=== Section Start ===

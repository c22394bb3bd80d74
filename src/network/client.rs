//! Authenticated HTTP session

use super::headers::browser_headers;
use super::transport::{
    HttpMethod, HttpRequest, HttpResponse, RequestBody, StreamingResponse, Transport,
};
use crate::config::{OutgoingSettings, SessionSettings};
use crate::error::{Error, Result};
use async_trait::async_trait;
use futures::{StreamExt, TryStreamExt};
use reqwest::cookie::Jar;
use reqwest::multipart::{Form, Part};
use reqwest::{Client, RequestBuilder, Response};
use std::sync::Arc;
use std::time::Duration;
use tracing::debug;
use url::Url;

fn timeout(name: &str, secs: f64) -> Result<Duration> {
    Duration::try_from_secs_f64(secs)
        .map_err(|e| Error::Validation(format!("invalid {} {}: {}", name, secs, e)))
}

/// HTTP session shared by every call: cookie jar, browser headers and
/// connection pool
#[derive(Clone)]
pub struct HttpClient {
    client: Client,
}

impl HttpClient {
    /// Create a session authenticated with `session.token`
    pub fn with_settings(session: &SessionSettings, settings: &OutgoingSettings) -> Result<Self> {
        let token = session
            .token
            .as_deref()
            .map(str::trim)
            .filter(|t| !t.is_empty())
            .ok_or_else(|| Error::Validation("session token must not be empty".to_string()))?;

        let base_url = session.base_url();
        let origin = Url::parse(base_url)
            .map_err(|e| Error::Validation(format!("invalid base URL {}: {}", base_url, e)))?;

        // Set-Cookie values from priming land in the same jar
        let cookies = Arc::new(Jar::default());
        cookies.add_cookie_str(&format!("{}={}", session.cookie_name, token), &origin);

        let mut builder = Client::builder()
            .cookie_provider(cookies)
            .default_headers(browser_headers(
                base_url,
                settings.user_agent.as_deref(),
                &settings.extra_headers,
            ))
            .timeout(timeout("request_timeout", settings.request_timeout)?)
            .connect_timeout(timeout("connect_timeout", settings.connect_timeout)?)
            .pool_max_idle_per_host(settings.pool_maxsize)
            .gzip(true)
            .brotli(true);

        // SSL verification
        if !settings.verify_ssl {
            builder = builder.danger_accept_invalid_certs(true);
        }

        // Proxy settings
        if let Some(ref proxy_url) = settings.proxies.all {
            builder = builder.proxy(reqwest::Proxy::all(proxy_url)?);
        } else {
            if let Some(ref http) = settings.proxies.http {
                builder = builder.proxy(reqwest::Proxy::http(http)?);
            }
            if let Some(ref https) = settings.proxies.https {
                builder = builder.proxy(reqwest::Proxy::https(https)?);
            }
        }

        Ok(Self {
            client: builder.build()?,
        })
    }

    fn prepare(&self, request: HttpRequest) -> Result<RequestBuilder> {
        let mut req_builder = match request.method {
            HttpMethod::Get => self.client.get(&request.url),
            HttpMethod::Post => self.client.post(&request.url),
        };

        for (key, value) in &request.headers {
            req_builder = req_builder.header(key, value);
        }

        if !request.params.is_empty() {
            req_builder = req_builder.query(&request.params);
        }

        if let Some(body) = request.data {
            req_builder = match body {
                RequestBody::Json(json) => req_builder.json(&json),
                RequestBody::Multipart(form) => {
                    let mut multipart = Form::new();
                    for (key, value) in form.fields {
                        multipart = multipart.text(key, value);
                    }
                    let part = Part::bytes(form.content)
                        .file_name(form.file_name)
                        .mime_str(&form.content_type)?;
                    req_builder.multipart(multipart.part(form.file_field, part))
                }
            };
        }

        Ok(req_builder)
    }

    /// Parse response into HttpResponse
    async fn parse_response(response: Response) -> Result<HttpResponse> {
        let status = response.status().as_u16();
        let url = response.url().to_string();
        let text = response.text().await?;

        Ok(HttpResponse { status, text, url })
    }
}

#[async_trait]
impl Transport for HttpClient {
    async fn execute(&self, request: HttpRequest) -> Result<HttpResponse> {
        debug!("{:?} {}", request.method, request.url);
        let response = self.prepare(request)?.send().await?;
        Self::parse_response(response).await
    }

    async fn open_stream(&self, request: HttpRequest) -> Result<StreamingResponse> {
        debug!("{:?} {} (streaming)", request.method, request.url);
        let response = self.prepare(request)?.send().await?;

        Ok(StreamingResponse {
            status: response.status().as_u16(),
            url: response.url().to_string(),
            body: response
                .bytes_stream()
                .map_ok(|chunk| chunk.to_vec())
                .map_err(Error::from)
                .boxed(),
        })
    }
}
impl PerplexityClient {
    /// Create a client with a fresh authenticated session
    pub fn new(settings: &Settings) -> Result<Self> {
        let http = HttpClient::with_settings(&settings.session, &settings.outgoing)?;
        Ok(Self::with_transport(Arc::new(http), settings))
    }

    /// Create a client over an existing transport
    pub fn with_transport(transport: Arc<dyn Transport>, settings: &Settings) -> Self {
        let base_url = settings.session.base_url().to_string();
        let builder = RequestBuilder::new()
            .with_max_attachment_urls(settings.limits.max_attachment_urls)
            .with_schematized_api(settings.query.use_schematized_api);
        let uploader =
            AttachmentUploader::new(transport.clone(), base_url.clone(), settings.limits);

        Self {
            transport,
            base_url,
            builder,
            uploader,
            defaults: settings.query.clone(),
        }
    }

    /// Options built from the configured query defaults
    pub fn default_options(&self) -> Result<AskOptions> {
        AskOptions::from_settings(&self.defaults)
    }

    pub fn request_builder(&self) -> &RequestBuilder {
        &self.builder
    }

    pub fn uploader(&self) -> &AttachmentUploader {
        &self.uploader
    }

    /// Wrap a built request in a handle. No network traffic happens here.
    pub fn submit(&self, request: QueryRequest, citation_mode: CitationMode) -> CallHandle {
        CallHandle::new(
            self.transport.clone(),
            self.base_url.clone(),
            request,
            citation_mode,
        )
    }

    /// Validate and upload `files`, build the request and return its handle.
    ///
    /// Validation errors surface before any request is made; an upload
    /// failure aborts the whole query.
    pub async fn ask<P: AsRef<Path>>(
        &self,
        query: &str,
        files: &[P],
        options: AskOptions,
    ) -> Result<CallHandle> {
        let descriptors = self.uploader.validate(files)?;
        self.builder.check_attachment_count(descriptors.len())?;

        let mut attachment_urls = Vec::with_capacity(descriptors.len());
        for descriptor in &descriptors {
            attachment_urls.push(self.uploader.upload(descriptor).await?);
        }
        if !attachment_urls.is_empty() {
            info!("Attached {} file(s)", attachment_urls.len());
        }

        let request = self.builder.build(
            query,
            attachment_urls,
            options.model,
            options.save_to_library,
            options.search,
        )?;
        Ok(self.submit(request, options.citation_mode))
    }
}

=== Section End ===
=== Section Start ===

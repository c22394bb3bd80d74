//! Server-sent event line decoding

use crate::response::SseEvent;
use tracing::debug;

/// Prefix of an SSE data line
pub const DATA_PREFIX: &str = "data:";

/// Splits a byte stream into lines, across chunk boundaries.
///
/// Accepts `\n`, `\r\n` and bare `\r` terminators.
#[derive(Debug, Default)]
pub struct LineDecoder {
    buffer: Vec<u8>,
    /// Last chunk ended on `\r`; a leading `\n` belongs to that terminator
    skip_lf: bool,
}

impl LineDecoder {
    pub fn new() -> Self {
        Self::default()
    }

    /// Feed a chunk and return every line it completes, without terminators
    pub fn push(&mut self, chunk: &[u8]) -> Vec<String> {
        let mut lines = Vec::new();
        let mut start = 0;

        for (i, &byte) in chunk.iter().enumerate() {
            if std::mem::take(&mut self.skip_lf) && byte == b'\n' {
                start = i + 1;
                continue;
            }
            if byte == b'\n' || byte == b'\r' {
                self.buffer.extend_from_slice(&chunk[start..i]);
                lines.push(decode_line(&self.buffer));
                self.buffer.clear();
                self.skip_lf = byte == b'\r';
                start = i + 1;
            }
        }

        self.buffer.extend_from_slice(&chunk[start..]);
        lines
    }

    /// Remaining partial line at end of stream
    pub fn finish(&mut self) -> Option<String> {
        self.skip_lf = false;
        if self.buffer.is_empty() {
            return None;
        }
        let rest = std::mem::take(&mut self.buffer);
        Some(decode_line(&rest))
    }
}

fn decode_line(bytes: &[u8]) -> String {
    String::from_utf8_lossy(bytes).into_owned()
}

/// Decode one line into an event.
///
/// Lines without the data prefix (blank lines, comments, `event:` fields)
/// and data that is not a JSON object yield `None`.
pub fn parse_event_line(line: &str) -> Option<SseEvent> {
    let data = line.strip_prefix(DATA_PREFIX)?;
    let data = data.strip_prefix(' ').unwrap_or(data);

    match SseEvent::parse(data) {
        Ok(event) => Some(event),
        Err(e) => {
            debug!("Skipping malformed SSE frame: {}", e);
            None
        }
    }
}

=== Section End ===

→ **WHAT YOU WILL DO**:
Copy word for word the stretch of entries above from the line that has "Authenticated HTTP session" through the line that has "Duration::try_from_secs_f64(secs)", both ends included, and nothing outside it.

→ **ANSWER TO THIS TASK**:
//! Authenticated HTTP session

use super::headers::browser_headers;
use super::transport::{
    HttpMethod, HttpRequest, HttpResponse, RequestBody, StreamingResponse, Transport,
};
use crate::config::{OutgoingSettings, SessionSettings};
use crate::error::{Error, Result};
use async_trait::async_trait;
use futures::{StreamExt, TryStreamExt};
use reqwest::cookie::Jar;
use reqwest::multipart::{Form, Part};
use reqwest::{Client, RequestBuilder, Response};
use std::sync::Arc;
use std::time::Duration;
use tracing::debug;
use url::Url;

fn timeout(name: &str, secs: f64) -> Result<Duration> {
    Duration::try_from_secs_f64(secs)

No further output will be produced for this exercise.